AIM achieves near-zero performance loss (VideoMME 58.2 unchanged, MVBench slightly improved) with the lowest computational cost (14.76 TB FLOPs, 1/6.8× of the base model).

Long-video enhancement: 192 frames vs. base model's 32 frames under the same computational budget:

Configuration	Frames	FLOPs (TB)	VideoMME	MLVU
LLaVA-OV-7B	32	99.63	58.2	64.7
AIM	32	14.76	58.2	63.7
AIM	192	99.27	59.2	69.3

MLVU (long-video understanding) improves by +4.6, validating the hypothesis that "fewer tokens per frame → more frames → better long-video understanding."

Image benchmarks (base model: LLaVA-1.5-7B):

Method	FLOPs (TB)	VQA-v2	GQA	MME	POPE
LLaVA-1.5-7B	8.18	78.5	62.0	1510.7	85.9
FastV	2.58	74.1	56.6	1438.5	73.6
LLaVA-Prumerge+	2.41	74.6	57.4	1391.9	82.2
AIM	2.22	75.4	58.6	1443.5	85.7

Ablation Study¶

Token merging retention rate ablation (pruning disabled):

Retention Rate	FLOPs (TB)	Prefill (ms)	VideoMME
100%	99.63	439.58	58.2
50%	46.48	182.65	58.5
25%	22.90	83.94	58.0
12.5%	11.64	41.22	56.6
3.1%	3.85	13.68	52.3

Performance remains virtually unchanged when retaining 25% or more tokens, confirming that approximately 75% of visual tokens are redundant.

Token pruning scheduler ablation (25% merging retention rate):

\(l_1\)	\(l_2\)	FLOPs (TB)	VideoMME
28	29	22.90	58.0
14	22	14.76	58.2
14	15	12.10	54.3
7	8	6.71	41.9

Removing visual tokens starting from layer 8 causes catastrophic performance degradation (58.0 → 41.9), while removing them from layer 22 onward incurs no loss.

Text token pruning ablation:

Setting	VideoMME
Prune visual tokens only	58.2
Prune both visual and text tokens	45.7

Pruning text tokens causes a severe −12.5 performance drop.

Key Findings¶

75% of visual tokens are redundant: Retaining only 25% is sufficient to maintain performance.
Layer-wise behavioral differences in LLMs: Early layers perform cross-modal fusion (must not be pruned); late layers perform textual reasoning (can be heavily pruned).
Text tokens are indispensable: Text tokens are central to LLM reasoning; any pruning causes severe performance degradation.
Acceleration advantage for long-video understanding: Token compression enables sampling more frames within the same computational budget, yielding MLVU +4.6.
General applicability: The method is effective for both video and image LLMs, and across different LLM architectures (Qwen2, Vicuna).

Highlights & Insights¶

Practical value of adaptive inference: A single method covers a 40× FLOPs range, accommodating diverse devices from AR glasses to workstations, addressing real deployment challenges.
Training-free design: The method is plug-and-play, directly applicable to existing pretrained models without retraining or fine-tuning, minimizing migration cost.
Complementarity of the two-stage token reduction: The combination of merging (global redundancy removal) and pruning (layer-wise adaptive refinement) outperforms either strategy alone.
Creative application of PageRank: Adapting the web page ranking algorithm to attention weight analysis provides a more holistic assessment of token importance than simple attention scores.
Deep insight into LLM layer-wise behavior: The finding that early layers handle cross-modal fusion while late layers handle textual reasoning provides guidance for future multimodal LLM design.

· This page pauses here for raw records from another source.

// ── Transfer registry ─────────────────────────────────────────────────────────
//
// Process-wide view of running and finished transfers, keyed by transfer id.
// Each entry carries the cancel flag its transfer loop polls, so a transfer
// can be cancelled from any thread by id.

use crate::sftp::error::{SftpError, SftpResult};
use crate::sftp::types::{CancelFlag, TransferDirection, TransferProgress, TransferStatus};
use crate::sftp::TRANSFERS;
use chrono::Utc;
use tracing::{debug, info};

#[derive(Debug, Clone)]
pub struct TransferEntry {
    pub progress: TransferProgress,
    pub cancel: CancelFlag,
}

fn percent(done: u64, total: u64) -> f64 {
    if total == 0 {
        0.0
    } else {
        (done as f64 / total as f64) * 100.0
    }
}

/// Record a new in-progress transfer and hand back its id and cancel flag.
pub(crate) fn register(direction: TransferDirection, remote_path: &str) -> (String, CancelFlag) {
    let id = uuid::Uuid::new_v4().to_string();
    let cancel = CancelFlag::new();
    let entry = TransferEntry {
        progress: TransferProgress {
            transfer_id: id.clone(),
            direction,
            remote_path: remote_path.to_string(),
            total_bytes: 0,
            transferred_bytes: 0,
            percent: 0.0,
            status: TransferStatus::InProgress,
            started_at: Utc::now(),
            error: None,
        },
        cancel: cancel.clone(),
    };
    if let Ok(mut map) = TRANSFERS.lock() {
        map.insert(id.clone(), entry);
    }
    debug!(transfer_id = %id, ?direction, remote_path, "transfer registered");
    (id, cancel)
}

pub(crate) fn update_progress(id: &str, transferred: u64, total: u64) {
    if let Ok(mut map) = TRANSFERS.lock() {
        if let Some(entry) = map.get_mut(id) {
            entry.progress.transferred_bytes = transferred;
            entry.progress.total_bytes = total;
            entry.progress.percent = percent(transferred, total);
        }
    }
}

/// Mark a transfer finished with the outcome of its single terminal path.
pub(crate) fn finish(id: &str, result: Result<(), &SftpError>) {
    if let Ok(mut map) = TRANSFERS.lock() {
        if let Some(entry) = map.get_mut(id) {
            match result {
                Ok(()) => {
                    entry.progress.status = TransferStatus::Completed;
                    entry.progress.percent = 100.0;
                }
                Err(e) if e.is_cancelled() => {
                    entry.progress.status = TransferStatus::Cancelled;
                    entry.progress.error = Some(e.reason().to_string());
                }
                Err(e) => {
                    entry.progress.status = TransferStatus::Failed;
                    entry.progress.error = Some(e.reason().to_string());
                }
            }
        }
    }
}

/// Forget a transfer whose caller already holds its result.
pub(crate) fn remove(id: &str) {
    if let Ok(mut map) = TRANSFERS.lock() {
        map.remove(id);
    }
}

pub fn get_transfer_progress(transfer_id: &str) -> Option<TransferProgress> {
    TRANSFERS
        .lock()
        .ok()
        .and_then(|map| map.get(transfer_id).map(|e| e.progress.clone()))
}

pub fn list_active_transfers() -> Vec<TransferProgress> {
    TRANSFERS
        .lock()
        .ok()
        .map(|map| {
            map.values()
                .filter(|e| e.progress.status == TransferStatus::InProgress)
                .map(|e| e.progress.clone())
                .collect()
        })
        .unwrap_or_default()
}

/// Request cancellation. The transfer loop observes it before its next chunk.
pub fn cancel_transfer(transfer_id: &str) -> SftpResult<()> {
    if let Ok(map) = TRANSFERS.lock() {
        if let Some(entry) = map.get(transfer_id) {
            entry.cancel.cancel();
            info!(transfer_id, "cancellation requested");
            return Ok(());
        }
    }
    Err(SftpError::transfer_not_found(transfer_id))
}

/// Drop finished entries, returning how many were removed.
pub fn clear_completed_transfers() -> usize {
    if let Ok(mut map) = TRANSFERS.lock() {
        let before = map.len();
        map.retain(|_, e| e.progress.status == TransferStatus::InProgress);
        before - map.len()
    } else {
        0
    }
}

Limitations & Future Work¶

Degraded performance on TextVQA: The method underperforms on text-rich images, as merging may discard fine-grained textual details.
Manual scheduler parameter tuning: The optimal values of \(l_1\) and \(l_2\) depend on the specific model and task, currently requiring heuristic selection.
Visual tokens only: Text token redundancy is not addressed; although experiments show text tokens cannot be pruned, optimizing their representations may be worth exploring.
PageRank computational overhead: Although minimal, further reduction may be desirable in extreme low-latency scenarios.
Lack of validation on generative tasks: The method is currently validated only on understanding tasks (VQA, multiple-choice); visual generation scenarios remain unexplored.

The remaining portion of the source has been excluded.